── DATA FOR THE TASK

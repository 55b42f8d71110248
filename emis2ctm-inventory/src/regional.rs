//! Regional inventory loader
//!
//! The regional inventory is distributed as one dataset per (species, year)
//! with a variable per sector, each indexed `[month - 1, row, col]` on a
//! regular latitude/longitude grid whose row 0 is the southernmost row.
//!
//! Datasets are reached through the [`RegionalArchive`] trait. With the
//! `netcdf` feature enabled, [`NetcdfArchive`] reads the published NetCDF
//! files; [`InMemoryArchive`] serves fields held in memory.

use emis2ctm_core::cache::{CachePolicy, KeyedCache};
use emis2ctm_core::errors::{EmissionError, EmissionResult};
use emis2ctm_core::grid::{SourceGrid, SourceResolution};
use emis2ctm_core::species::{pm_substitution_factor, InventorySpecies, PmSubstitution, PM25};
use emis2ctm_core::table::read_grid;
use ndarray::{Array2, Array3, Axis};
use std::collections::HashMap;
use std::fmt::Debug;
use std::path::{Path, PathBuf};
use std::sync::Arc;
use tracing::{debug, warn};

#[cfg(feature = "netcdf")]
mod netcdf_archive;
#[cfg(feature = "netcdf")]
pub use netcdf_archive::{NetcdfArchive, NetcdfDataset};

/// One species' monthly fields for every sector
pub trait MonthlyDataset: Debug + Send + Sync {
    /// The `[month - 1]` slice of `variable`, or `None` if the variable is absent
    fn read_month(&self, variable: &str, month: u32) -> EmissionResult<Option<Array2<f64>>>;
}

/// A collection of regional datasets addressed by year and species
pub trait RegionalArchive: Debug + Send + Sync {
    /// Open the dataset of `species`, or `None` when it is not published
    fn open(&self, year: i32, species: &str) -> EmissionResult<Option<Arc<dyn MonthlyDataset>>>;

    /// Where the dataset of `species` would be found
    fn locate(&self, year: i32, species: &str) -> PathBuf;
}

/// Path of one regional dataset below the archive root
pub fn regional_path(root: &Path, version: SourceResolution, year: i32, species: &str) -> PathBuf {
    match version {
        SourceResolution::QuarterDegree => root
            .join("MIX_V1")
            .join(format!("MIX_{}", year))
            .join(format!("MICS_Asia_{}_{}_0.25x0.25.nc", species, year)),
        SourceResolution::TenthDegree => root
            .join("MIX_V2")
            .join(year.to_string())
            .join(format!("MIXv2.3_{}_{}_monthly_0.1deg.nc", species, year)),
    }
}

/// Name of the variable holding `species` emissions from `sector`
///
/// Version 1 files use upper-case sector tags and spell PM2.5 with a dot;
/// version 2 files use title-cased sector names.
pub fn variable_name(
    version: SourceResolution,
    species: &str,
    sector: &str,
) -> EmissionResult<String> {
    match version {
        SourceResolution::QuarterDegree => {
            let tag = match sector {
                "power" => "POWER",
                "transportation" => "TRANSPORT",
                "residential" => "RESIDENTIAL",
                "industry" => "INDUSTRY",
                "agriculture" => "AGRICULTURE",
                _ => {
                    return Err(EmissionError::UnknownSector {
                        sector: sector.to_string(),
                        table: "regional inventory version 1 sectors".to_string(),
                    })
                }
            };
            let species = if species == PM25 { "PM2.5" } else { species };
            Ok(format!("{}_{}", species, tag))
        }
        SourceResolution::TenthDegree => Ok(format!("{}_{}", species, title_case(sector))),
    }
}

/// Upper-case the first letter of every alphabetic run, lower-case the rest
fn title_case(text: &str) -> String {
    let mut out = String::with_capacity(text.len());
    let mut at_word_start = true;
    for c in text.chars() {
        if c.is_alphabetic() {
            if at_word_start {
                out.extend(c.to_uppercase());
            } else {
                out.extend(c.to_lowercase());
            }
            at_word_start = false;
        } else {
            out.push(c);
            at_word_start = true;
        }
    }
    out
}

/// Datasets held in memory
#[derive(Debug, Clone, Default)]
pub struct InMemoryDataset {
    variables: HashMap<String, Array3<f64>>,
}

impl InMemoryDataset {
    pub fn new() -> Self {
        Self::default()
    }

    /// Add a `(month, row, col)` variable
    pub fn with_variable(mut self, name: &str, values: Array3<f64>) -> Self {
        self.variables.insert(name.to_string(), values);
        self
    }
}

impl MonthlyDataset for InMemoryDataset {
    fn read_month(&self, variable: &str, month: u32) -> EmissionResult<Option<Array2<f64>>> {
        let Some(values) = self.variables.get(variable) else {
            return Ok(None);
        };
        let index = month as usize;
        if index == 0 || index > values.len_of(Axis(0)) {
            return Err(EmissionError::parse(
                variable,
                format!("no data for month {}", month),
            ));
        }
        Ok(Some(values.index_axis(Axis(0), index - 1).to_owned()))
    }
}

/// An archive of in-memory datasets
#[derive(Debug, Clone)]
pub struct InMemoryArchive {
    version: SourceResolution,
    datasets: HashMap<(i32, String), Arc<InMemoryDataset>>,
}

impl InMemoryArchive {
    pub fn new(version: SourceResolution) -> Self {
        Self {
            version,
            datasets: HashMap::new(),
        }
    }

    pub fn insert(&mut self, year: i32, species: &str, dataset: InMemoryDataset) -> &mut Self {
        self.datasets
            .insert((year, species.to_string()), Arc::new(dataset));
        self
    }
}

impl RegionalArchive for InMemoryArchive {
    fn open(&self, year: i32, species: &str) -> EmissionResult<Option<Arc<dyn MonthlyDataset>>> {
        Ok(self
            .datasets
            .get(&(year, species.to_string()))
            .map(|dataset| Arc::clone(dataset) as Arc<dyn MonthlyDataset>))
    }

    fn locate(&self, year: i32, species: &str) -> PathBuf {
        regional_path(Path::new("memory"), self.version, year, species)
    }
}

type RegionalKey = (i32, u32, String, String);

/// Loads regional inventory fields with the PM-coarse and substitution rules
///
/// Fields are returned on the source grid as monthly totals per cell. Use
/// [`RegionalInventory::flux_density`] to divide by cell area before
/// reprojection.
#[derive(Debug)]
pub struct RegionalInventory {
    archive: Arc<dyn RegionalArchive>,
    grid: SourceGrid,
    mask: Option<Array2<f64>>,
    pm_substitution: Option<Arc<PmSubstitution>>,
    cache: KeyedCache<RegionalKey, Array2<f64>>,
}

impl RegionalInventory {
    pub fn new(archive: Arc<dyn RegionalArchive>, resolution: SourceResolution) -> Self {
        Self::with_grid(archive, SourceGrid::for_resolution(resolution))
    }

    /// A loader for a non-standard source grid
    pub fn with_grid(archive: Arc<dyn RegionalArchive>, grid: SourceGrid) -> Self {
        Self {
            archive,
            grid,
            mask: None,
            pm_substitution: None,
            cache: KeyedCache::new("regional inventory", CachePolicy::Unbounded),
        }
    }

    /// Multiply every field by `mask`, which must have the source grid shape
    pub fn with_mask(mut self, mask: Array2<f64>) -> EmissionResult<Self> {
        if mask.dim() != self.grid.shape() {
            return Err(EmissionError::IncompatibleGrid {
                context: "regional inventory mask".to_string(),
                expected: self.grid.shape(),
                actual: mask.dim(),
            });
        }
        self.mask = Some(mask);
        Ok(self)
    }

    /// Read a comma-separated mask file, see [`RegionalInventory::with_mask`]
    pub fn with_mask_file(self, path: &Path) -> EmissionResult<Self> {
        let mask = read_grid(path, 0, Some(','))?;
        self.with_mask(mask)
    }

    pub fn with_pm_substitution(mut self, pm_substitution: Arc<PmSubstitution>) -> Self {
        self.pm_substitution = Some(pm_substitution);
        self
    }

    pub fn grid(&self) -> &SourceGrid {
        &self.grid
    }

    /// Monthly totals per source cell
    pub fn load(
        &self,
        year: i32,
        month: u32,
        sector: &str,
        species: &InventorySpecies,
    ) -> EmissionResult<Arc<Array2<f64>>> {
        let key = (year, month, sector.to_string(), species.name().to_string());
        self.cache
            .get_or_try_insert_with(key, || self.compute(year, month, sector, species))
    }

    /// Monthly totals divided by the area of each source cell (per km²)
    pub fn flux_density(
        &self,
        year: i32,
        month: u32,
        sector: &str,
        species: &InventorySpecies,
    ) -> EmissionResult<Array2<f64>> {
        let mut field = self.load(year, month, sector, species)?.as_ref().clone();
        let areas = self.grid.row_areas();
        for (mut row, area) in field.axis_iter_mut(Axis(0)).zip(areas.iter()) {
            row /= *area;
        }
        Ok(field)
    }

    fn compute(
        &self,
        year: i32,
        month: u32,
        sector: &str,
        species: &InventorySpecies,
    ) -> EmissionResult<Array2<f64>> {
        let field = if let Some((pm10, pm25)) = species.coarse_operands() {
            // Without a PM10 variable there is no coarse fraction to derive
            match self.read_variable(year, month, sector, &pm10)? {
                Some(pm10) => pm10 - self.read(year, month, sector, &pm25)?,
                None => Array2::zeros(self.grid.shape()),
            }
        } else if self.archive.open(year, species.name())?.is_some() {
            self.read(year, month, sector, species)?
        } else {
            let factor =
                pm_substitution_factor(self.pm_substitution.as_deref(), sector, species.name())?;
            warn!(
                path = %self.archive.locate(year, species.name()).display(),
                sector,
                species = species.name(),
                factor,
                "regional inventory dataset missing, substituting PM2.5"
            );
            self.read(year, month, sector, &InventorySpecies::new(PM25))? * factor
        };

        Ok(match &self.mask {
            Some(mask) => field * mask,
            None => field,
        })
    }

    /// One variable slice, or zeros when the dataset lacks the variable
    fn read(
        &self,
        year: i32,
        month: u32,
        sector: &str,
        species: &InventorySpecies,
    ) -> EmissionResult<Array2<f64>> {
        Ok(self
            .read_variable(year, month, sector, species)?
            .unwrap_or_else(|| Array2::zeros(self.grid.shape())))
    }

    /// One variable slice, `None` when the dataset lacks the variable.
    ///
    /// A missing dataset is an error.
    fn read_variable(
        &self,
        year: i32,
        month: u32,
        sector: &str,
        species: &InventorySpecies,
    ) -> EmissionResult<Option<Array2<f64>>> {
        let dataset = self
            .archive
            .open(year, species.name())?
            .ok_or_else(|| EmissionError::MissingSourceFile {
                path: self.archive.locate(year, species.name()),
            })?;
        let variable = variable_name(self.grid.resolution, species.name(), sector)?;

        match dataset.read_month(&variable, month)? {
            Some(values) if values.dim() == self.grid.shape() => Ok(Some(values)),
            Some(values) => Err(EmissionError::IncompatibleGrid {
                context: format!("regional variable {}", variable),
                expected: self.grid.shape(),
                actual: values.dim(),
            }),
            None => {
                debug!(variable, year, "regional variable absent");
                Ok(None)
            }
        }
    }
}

────
── DATA FOR THE TASK

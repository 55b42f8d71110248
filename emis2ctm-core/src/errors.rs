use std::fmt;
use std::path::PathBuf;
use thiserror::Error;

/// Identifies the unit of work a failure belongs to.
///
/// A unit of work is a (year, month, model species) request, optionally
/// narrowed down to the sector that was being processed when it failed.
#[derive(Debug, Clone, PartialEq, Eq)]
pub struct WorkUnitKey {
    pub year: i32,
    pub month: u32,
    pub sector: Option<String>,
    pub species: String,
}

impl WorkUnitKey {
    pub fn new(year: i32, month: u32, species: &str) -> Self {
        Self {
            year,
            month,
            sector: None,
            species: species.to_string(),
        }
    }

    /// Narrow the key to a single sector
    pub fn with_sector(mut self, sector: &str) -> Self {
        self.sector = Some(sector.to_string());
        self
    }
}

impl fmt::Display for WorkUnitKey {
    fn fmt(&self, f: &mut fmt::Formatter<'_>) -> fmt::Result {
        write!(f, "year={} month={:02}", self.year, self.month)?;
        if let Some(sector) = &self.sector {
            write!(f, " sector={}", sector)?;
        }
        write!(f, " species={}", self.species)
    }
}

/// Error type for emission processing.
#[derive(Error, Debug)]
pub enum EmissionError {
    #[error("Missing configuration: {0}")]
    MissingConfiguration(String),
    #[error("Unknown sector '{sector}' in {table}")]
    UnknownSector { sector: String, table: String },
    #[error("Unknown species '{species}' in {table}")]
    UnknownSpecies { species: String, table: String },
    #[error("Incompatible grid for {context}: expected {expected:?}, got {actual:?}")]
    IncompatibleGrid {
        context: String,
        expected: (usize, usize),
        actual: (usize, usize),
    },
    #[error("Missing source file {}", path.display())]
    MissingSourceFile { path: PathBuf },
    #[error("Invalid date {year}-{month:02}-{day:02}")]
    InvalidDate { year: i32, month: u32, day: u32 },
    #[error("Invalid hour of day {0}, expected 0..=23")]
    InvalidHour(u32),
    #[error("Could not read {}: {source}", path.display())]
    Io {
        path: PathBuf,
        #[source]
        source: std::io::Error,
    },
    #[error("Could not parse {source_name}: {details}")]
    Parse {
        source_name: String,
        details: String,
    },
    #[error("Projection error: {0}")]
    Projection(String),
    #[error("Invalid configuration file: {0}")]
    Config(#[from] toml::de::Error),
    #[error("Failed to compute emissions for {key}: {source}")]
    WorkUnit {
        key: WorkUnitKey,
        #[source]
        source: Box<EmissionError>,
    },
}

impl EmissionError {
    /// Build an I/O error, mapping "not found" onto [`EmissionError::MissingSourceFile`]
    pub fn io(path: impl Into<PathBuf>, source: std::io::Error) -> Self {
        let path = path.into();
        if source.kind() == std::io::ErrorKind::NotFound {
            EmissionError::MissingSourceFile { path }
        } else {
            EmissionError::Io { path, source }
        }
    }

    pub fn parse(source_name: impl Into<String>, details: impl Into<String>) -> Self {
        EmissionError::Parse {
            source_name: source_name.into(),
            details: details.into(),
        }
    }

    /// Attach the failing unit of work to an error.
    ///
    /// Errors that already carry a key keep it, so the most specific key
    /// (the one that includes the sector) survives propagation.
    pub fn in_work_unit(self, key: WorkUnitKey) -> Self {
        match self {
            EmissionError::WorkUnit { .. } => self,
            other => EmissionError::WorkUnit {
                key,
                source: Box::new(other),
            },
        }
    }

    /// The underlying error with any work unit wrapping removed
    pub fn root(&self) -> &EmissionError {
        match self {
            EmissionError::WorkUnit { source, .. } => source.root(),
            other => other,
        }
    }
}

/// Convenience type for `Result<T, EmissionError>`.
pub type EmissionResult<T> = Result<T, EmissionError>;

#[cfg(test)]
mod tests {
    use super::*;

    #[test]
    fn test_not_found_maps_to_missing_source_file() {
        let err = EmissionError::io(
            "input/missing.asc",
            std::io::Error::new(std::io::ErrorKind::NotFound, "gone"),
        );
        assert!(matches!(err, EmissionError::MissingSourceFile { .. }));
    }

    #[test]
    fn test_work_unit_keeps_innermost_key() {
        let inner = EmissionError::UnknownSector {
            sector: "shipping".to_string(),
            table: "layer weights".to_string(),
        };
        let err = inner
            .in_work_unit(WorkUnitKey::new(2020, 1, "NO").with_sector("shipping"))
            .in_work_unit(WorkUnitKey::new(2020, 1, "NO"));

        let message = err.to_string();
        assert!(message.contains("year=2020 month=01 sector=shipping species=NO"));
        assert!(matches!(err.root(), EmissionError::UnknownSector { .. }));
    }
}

────

WHAT YOU NEED TO DO: In how many lines of the data above does the word "loader" occur? Only the number is wanted.

SOLVED EXERCISE: 2